A mente humana pode ser surpreendente. Ao mesmo tempo em que é capaz de conceber os sonhos mais belos, também é capaz dos atos mais cruéis e egoístas para realizá-los. Em Dias Perfeitos, segundo livro do escritor carioca Raphael Montes, somos apresentados a essa antítese assustadora, mergulhando fundo na cabeça de um maníaco.
Téo é um universitário metódico que se vê obrigado a cuidar da mãe paralítica. Sem fazer questão de criar amizades, a vida dele se resume à faculdade de medicina e a dissecar cadáveres no laboratório. Porém tudo muda quando ele conhece Clarice em um churrasco no qual foi obrigado a comparecer. O jeito extrovertido e despreocupado da aspirante a roteirista de cinema o encanta e, de repente, ele se descobre apaixonado. Devido ao seu jeito estranho de tentar se aproximar da garota, ela acaba rejeitando-o. Mas Téo está determinado a conquistar Clarice e, para isso, ele tornará reais as cenas de um roteiro que está sendo escrito por ela, mesmo que isso envolva o uso da força. Assim começa uma relação de loucura, obsessão e violência.
Para contar esse thriller, o autor utilizou um narrador em terceira pessoa que conhece apenas o ponto de vista de Téo. Essa visão parcial dos fatos é fundamental para compreendermos o tamanho do problema do protagonista. E mesmo que esse recurso se aprofunde em questões psicológicas, a narração é repleta de tensão e suspense, de modo que os acontecimentos se dão no seu devido tempo, sem parecer que a história está se arrastando ou indo depressa demais. Até nos diálogos podemos notar a atmosfera de apreensão, sem contar a brutalidade descrita de modo frio e direto.
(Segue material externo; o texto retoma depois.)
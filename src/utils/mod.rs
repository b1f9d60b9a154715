//! Utility functions shared across the custody subsystems.
//!
//! - **fs**: atomic temp-then-rename writes for evidence and custody files
//! - **hash**: SHA-256 digests over persisted bytes

pub mod fs;
pub mod hash;

pub use fs::{atomic_write, atomic_write_json};
pub use hash::{sha256_bytes, sha256_file};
O simples fato de sabermos o que se passa na cabeça do rapaz já evidencia a gravidade da sua doença. Temos um panorama de como seu cérebro trabalha: a frieza com a qual executa todas as suas atitudes visando tirar algum proveito da situação e manipular todos a sua volta. Os absurdos que ele diz e pensa, sua hipocrisia, paranoia e as justificativas que dá para ações tão covardes confirmam que ele é uma pessoa possessiva e perturbada, apesar de muito inteligente. Entretanto, o pior de tudo é ele acreditar que está com a razão e que é apenas uma questão de tempo para que Clarice se apaixone por ele.
Vale acrescentar que em nenhum momento a trama tenta justificar os porquês de uma pessoa desenvolver tal distúrbio, nem como ele surge. Téo é assim e pronto. Desde as primeiras páginas notamos isso ao ver seu relacionamento com uma personagem inusitada, chamada Gertrudes. Dentre todas as pessoas, ela é a única que exerce certa influência sobre ele, graças a estranha relação entre os dois.
Seguindo entre momentos de medo e raiva, submissão e abusos, a narrativa vai se desenrolando até sua conclusão. Independentemente de agradar a todos ou não com seu desfecho, a obra consegue surpreender justamente por fugir do previsível e ainda deixar que o leitor tire suas próprias conclusões.
Assim, Dias Perfeitos é uma pequena mostra do que acontece quando a psique de um indivíduo vem com um defeito de fábrica. Mais uma vez, Raphael Montes conseguiu impressionar com sua capacidade para criar personagens complexos e perturbadores, explorando todas as sutilezas e contradições humanas.